**TASK REQUIREMENTS:** Entries follow. Give back exactly the lines starting at the one containing "#[derive(Debug, Clone, PartialEq)]" and ending at the one containing "is not recorded).", and no other lines.

╔══

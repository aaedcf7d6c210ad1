//! Trigger-output sinks.
//!
//! The scheduler hands each fired cue's action and payload to a
//! [`TriggerSink`]. Sinks interpret the action; the scheduler does not.

use std::io::Write;
use std::sync::Mutex;

use serde_json::{Map, Value};
use thiserror::Error;
use tracing::info;

#[derive(Debug, Error)]
pub enum SinkError {
    #[error("unsupported action '{0}'")]
    UnsupportedAction(String),

    #[error("bad payload for {action}: {reason}")]
    Payload { action: String, reason: String },

    #[error("output write failed: {0}")]
    Io(#[from] std::io::Error),

    #[error("{0}")]
    Other(String),
}

pub trait TriggerSink: Send + Sync {
    fn apply(&self, action: &str, payload: &Map<String, Value>) -> Result<(), SinkError>;
}

/// Logs every trigger at info.
#[derive(Debug, Default)]
pub struct TracingSink;

impl TriggerSink for TracingSink {
    fn apply(&self, action: &str, payload: &Map<String, Value>) -> Result<(), SinkError> {
        let description = payload.get("description").and_then(Value::as_str).unwrap_or("");
        let fields = serde_json::Value::Object(payload.clone());
        info!(action, description, payload = %fields, "trigger");
        Ok(())
    }
}

/// Integer payload field with a default; fails on a present but invalid value.
fn param(action: &str, payload: &Map<String, Value>, key: &str, default: u8) -> Result<u8, SinkError> {
    match payload.get(key) {
        None | Some(Value::Null) => Ok(default),
        Some(v) => v
            .as_u64()
            .and_then(|n| u8::try_from(n).ok())
            .ok_or_else(|| SinkError::Payload {
                action: action.to_string(),
                reason: format!("{} = {} is not a byte", key, v),
            }),
    }
}

/// One line of the microcontroller text protocol for a cue, e.g.
/// `noteon 1 60 127`.
pub fn line_for(action: &str, payload: &Map<String, Value>) -> Result<String, SinkError> {
    match action {
        "note_on" => Ok(format!(
            "noteon {} {} {}",
            param(action, payload, "channel", 1)?,
            param(action, payload, "note", 60)?,
            param(action, payload, "velocity", 64)?
        )),
        "note_off" => Ok(format!(
            "noteoff {} {} 0",
            param(action, payload, "channel", 1)?,
            param(action, payload, "note", 60)?
        )),
        "control_change" => Ok(format!(
            "cc {} {} {}",
            param(action, payload, "channel", 1)?,
            param(action, payload, "control", 0)?,
            param(action, payload, "value", 0)?
        )),
        other => Err(SinkError::UnsupportedAction(other.to_string())),
    }
}

/// Writes the line protocol to any writer, typically a serial device opened
/// as a file.
pub struct LineProtocolSink<W: Write + Send> {
    writer: Mutex<W>,
}

impl<W: Write + Send> LineProtocolSink<W> {
    pub fn new(writer: W) -> Self {
        Self {
            writer: Mutex::new(writer),
        }
    }

    pub fn into_inner(self) -> Result<W, SinkError> {
        self.writer
            .into_inner()
            .map_err(|_| SinkError::Other("writer lock poisoned".to_string()))
    }
}

impl<W: Write + Send> TriggerSink for LineProtocolSink<W> {
    fn apply(&self, action: &str, payload: &Map<String, Value>) -> Result<(), SinkError> {
        let line = line_for(action, payload)?;
        let mut writer = self
            .writer
            .lock()
            .map_err(|_| SinkError::Other("writer lock poisoned".to_string()))?;
        writer.write_all(line.as_bytes())?;
        writer.write_all(b"\n")?;
        writer.flush()?;
        Ok(())
    }
}

/// A trigger as recorded by [`MemorySink`].
#[derive(Debug, Clone, PartialEq)]
pub struct AppliedTrigger {
    pub action: String,
    pub payload: Map<String, Value>,
}

/// Records triggers in memory. Used by tests and dry runs.
#[derive(Debug, Default)]
pub struct MemorySink {
    applied: Mutex<Vec<AppliedTrigger>>,
    fail_action: Option<String>,
}

impl MemorySink {
    pub fn new() -> Self {
        Self::default()
    }

    /// Every trigger with this action fails (and is not recorded).
    pub fn failing_on(action: impl Into<String>) -> Self {
        Self {
            applied: Mutex::new(Vec::new()),
            fail_action: Some(action.into()),
        }
    }

    pub fn applied(&self) -> Vec<AppliedTrigger> {
        self.applied.lock().map(|a| a.clone()).unwrap_or_default()
    }

    /// Recorded `description` fields, falling back to the action name.
    pub fn descriptions(&self) -> Vec<String> {
        self.applied()
            .into_iter()
            .map(|t| {
                t.payload
                    .get("description")
                    .and_then(Value::as_str)
                    .map(str::to_string)
                    .unwrap_or(t.action)
            })
            .collect()
    }
}

impl TriggerSink for MemorySink {
    fn apply(&self, action: &str, payload: &Map<String, Value>) -> Result<(), SinkError> {
        if self.fail_action.as_deref() == Some(action) {
            return Err(SinkError::Other(format!("configured to fail on {}", action)));
        }
        self.applied
            .lock()
            .map_err(|_| SinkError::Other("record lock poisoned".to_string()))?
            .push(AppliedTrigger {
                action: action.to_string(),
                payload: payload.clone(),
            });
        Ok(())
    }
}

╚══

**SOLVED PROBLEM:**
#[derive(Debug, Clone, PartialEq)]
pub struct AppliedTrigger {
    pub action: String,
    pub payload: Map<String, Value>,
}

/// Records triggers in memory. Used by tests and dry runs.
#[derive(Debug, Default)]
pub struct MemorySink {
    applied: Mutex<Vec<AppliedTrigger>>,
    fail_action: Option<String>,
}

impl MemorySink {
    pub fn new() -> Self {
        Self::default()
    }

    /// Every trigger with this action fails (and is not recorded).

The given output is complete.